TASK STATEMENT: Among the lines below, which ones contain the word "RasterIo"? Copy every such line.

(Stored items from a collection)
········

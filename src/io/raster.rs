//! Raster I/O interface used by the mosaicker and the band stacker.
//!
//! Pixels travel as `f64` in a `(band, row, col)` array; the on-disk pixel
//! type is carried alongside so writers can restore it.
use std::path::{Path, PathBuf};

use ndarray::{Array3, Axis, concatenate};
use serde::{Deserialize, Serialize};
use thiserror::Error;
use tracing::debug;

#[derive(Debug, Error)]
pub enum RasterError {
    #[error("GDAL error: {0}")]
    Gdal(#[from] gdal::errors::GdalError),

    #[error("Corrupt raster {path:?}: {reason}")]
    Corrupt { path: PathBuf, reason: String },

    #[error("Unsupported format: {0}")]
    Unsupported(String),

    #[error("Dimension mismatch: expected {0}x{1}, got {2}x{3}")]
    DimensionMismatch(usize, usize, usize, usize),

    #[error("Reprojection of {path:?} failed: {reason}")]
    Reprojection { path: PathBuf, reason: String },

    #[error("I/O error: {0}")]
    Io(#[from] std::io::Error),
}

impl RasterError {
    pub fn corrupt(path: &Path, reason: impl Into<String>) -> Self {
        RasterError::Corrupt {
            path: path.to_path_buf(),
            reason: reason.into(),
        }
    }
}

/// On-disk sample type of a raster.
#[derive(Debug, Clone, Copy, PartialEq, Eq, Hash, Serialize, Deserialize)]
#[serde(rename_all = "lowercase")]
pub enum PixelType {
    U8,
    U16,
    I16,
    U32,
    I32,
    F32,
    F64,
}

impl PixelType {
    pub fn is_unsigned(self) -> bool {
        matches!(self, PixelType::U8 | PixelType::U16 | PixelType::U32)
    }

    /// Whether `value` survives a write/read cycle in this type.
    pub fn can_represent(self, value: f64) -> bool {
        let (min, max) = match self {
            PixelType::U8 => (u8::MIN as f64, u8::MAX as f64),
            PixelType::U16 => (u16::MIN as f64, u16::MAX as f64),
            PixelType::I16 => (i16::MIN as f64, i16::MAX as f64),
            PixelType::U32 => (u32::MIN as f64, u32::MAX as f64),
            PixelType::I32 => (i32::MIN as f64, i32::MAX as f64),
            PixelType::F32 | PixelType::F64 => return value.is_finite(),
        };
        value.fract() == 0.0 && value >= min && value <= max
    }

    /// The configured sentinel when this type can hold it, zero otherwise.
    pub fn nodata_for(self, sentinel: f64) -> f64 {
        if self.can_represent(sentinel) {
            sentinel
        } else {
            0.0
        }
    }
}

impl std::fmt::Display for PixelType {
    fn fmt(&self, f: &mut std::fmt::Formatter<'_>) -> std::fmt::Result {
        let name = match self {
            PixelType::U8 => "uint8",
            PixelType::U16 => "uint16",
            PixelType::I16 => "int16",
            PixelType::U32 => "uint32",
            PixelType::I32 => "int32",
            PixelType::F32 => "float32",
            PixelType::F64 => "float64",
        };
        f.write_str(name)
    }
}

/// Header-only view of a raster: what validation needs before any pixel is read.
#[derive(Debug, Clone, PartialEq, Serialize, Deserialize)]
pub struct RasterHeader {
    pub band_count: usize,
    /// `EPSG:<code>` when the CRS has an EPSG authority, raw definition otherwise
    pub crs: String,
    pub dtype: PixelType,
    pub width: usize,
    pub height: usize,
}

/// A fully loaded raster.
#[derive(Debug, Clone, PartialEq)]
pub struct RasterData {
    pub crs: String,
    pub dtype: PixelType,
    /// GDAL-ordered affine transform; north-up grids only
    pub geotransform: [f64; 6],
    pub nodata: Option<f64>,
    /// `(band, row, col)`
    pub pixels: Array3<f64>,
}

impl RasterData {
    pub fn header(&self) -> RasterHeader {
        let (bands, rows, cols) = self.pixels.dim();
        RasterHeader {
            band_count: bands,
            crs: self.crs.clone(),
            dtype: self.dtype,
            width: cols,
            height: rows,
        }
    }

    pub fn width(&self) -> usize {
        self.pixels.dim().2
    }

    pub fn height(&self) -> usize {
        self.pixels.dim().1
    }

    pub fn band_count(&self) -> usize {
        self.pixels.dim().0
    }

    /// `(min_x, min_y, max_x, max_y)` in CRS units.
    pub fn extent(&self) -> (f64, f64, f64, f64) {
        let gt = &self.geotransform;
        let x0 = gt[0];
        let x1 = gt[0] + gt[1] * self.width() as f64;
        let y0 = gt[3];
        let y1 = gt[3] + gt[5] * self.height() as f64;
        (x0.min(x1), y0.min(y1), x0.max(x1), y0.max(y1))
    }

    /// Pixel containing CRS coordinate `(x, y)`, if inside the grid.
    pub fn pixel_at(&self, x: f64, y: f64) -> Option<(usize, usize)> {
        let gt = &self.geotransform;
        if gt[1] == 0.0 || gt[5] == 0.0 {
            return None;
        }
        let col = ((x - gt[0]) / gt[1]).floor();
        let row = ((y - gt[3]) / gt[5]).floor();
        if col < 0.0 || row < 0.0 {
            return None;
        }
        let (col, row) = (col as usize, row as usize);
        (col < self.width() && row < self.height()).then_some((row, col))
    }

    pub fn is_nodata(&self, value: f64) -> bool {
        value.is_nan() || self.nodata.is_some_and(|nd| nd == value)
    }
}

/// Compare two CRS identifiers, ignoring case and surrounding whitespace.
pub fn same_crs(a: &str, b: &str) -> bool {
    a.trim().eq_ignore_ascii_case(b.trim())
}

/// Raster operations the pipeline needs. `read_header` must not read pixels.
pub trait RasterIo: Send + Sync {
    fn read_header(&self, path: &Path) -> Result<RasterHeader, RasterError>;

    fn read(&self, path: &Path) -> Result<RasterData, RasterError>;

    /// Warp `path` into `target_crs`, writing `<stem>_reprojected.tif` next to
    /// it with `nodata` as destination no-data. Returns the new path.
    fn reproject(&self, path: &Path, target_crs: &str, nodata: f64)
    -> Result<PathBuf, RasterError>;

    fn write(&self, path: &Path, raster: &RasterData) -> Result<(), RasterError>;

    /// Concatenate single- or multi-band rasters of identical grid into one
    /// file, in input order. Georeferencing comes from the first input.
    fn stack_bands(&self, inputs: &[PathBuf], output: &Path) -> Result<RasterHeader, RasterError> {
        let Some((first_path, rest)) = inputs.split_first() else {
            return Err(RasterError::Unsupported("no bands to stack".into()));
        };
        let first = self.read(first_path)?;
        let mut arrays = vec![first.pixels.clone()];
        for path in rest {
            let next = self.read(path)?;
            if next.width() != first.width() || next.height() != first.height() {
                return Err(RasterError::DimensionMismatch(
                    first.width(),
                    first.height(),
                    next.width(),
                    next.height(),
                ));
            }
            arrays.push(next.pixels);
        }
        let views: Vec<_> = arrays.iter().map(|a| a.view()).collect();
        let pixels = concatenate(Axis(0), &views)
            .map_err(|e| RasterError::Unsupported(format!("band stack: {}", e)))?;

        let stacked = RasterData { pixels, ..first };
        self.write(output, &stacked)?;
        debug!(
            "Stacked {} inputs into {:?} ({} bands)",
            inputs.len(),
            output,
            stacked.band_count()
        );
        Ok(stacked.header())
    }
}

impl<T: RasterIo + ?Sized> RasterIo for std::sync::Arc<T> {
    fn read_header(&self, path: &Path) -> Result<RasterHeader, RasterError> {
        (**self).read_header(path)
    }

    fn read(&self, path: &Path) -> Result<RasterData, RasterError> {
        (**self).read(path)
    }

    fn reproject(
        &self,
        path: &Path,
        target_crs: &str,
        nodata: f64,
    ) -> Result<PathBuf, RasterError> {
        (**self).reproject(path, target_crs, nodata)
    }

    fn write(&self, path: &Path, raster: &RasterData) -> Result<(), RasterError> {
        (**self).write(path, raster)
    }

    fn stack_bands(&self, inputs: &[PathBuf], output: &Path) -> Result<RasterHeader, RasterError> {
        (**self).stack_bands(inputs, output)
    }
}

/// `<dir>/<stem>_reprojected.tif`
pub fn reprojected_path(path: &Path) -> PathBuf {
    let stem = path
        .file_stem()
        .map(|s| s.to_string_lossy().into_owned())
        .unwrap_or_else(|| "raster".to_string());
    path.with_file_name(format!("{}_reprojected.tif", stem))
}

········

WRITTEN SOLUTION:
pub trait RasterIo: Send + Sync {
impl<T: RasterIo + ?Sized> RasterIo for std::sync::Arc<T> {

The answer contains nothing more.